For editors who are trying to get their newsrooms up to speed on digital media, Mark Briggs has produced an invaluable 132-page book that is available free online in English, Spanish and Portuguese. You can download it in PDF format.
"Journalism 2.0" is a good place to start with multimedia storytelling. Each chapter has simple, direct instructions on how to harness readily available technology in new ways. Editors and news directors who have been baffled by their lack of training in certain types of technology will find help in overcoming the barriers.
Briggs gives you just enough technical language so that you can understand both the potential and the limits of the technology so as to avoid frustration.
If you are, say, a veteran radio news director, the advice on how to make the most of photos will be invaluable; to a veteran photographer, the advice will represent the basics of the craft. At the same time a photographer who is trying to add sound to a slide show on the web will pick up some tips on how to edit for the ear that every radio journalist already knows.
It's the kind of book that beginners and veterans alike can use right now and begin getting their hands dirty.

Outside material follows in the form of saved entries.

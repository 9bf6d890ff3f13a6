//! Markdown pipeline modules.

pub mod block;
pub mod common;
pub mod engine;
pub mod env;
pub mod inlines;
pub mod loader;
pub mod options;
pub mod pipeline;
pub mod plugins;
pub mod render;
pub mod ruler;
pub mod testing;
pub mod token;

Managing conflict of print vs. web
The information in this book could help manage some of the newsroom conflicts that occur when, for example, the print people and web people tend to isolate themselves from each other, a problem they have struggled with at the Washington Post. An editor could create an ongoing series of courses based on the chapters of this book that bring specialists from both parts of the newsroom together. The courses could remove some of the fear factor that veterans may be facing, and it may show the younger tech-savvy folks how the basics of good journalism translate into a better web product.
Useful in Latin America
For any of us who are doing training of journalists in Latin America, it is tremendously valuable to have this available in Spanish and Portuguese. And for those of us who are trying to remove the barriers to a multimedia newsroom, it is a helpful tool.
"Journalism 2.0" is an initiative of J-Lab: The Institute for Interactive Journalism,
a center of the University of Maryland Philip Merrill College of Journalism, and of the Knight Citizen News Network,
which is funded by the John S. and James L. Knight Foundation.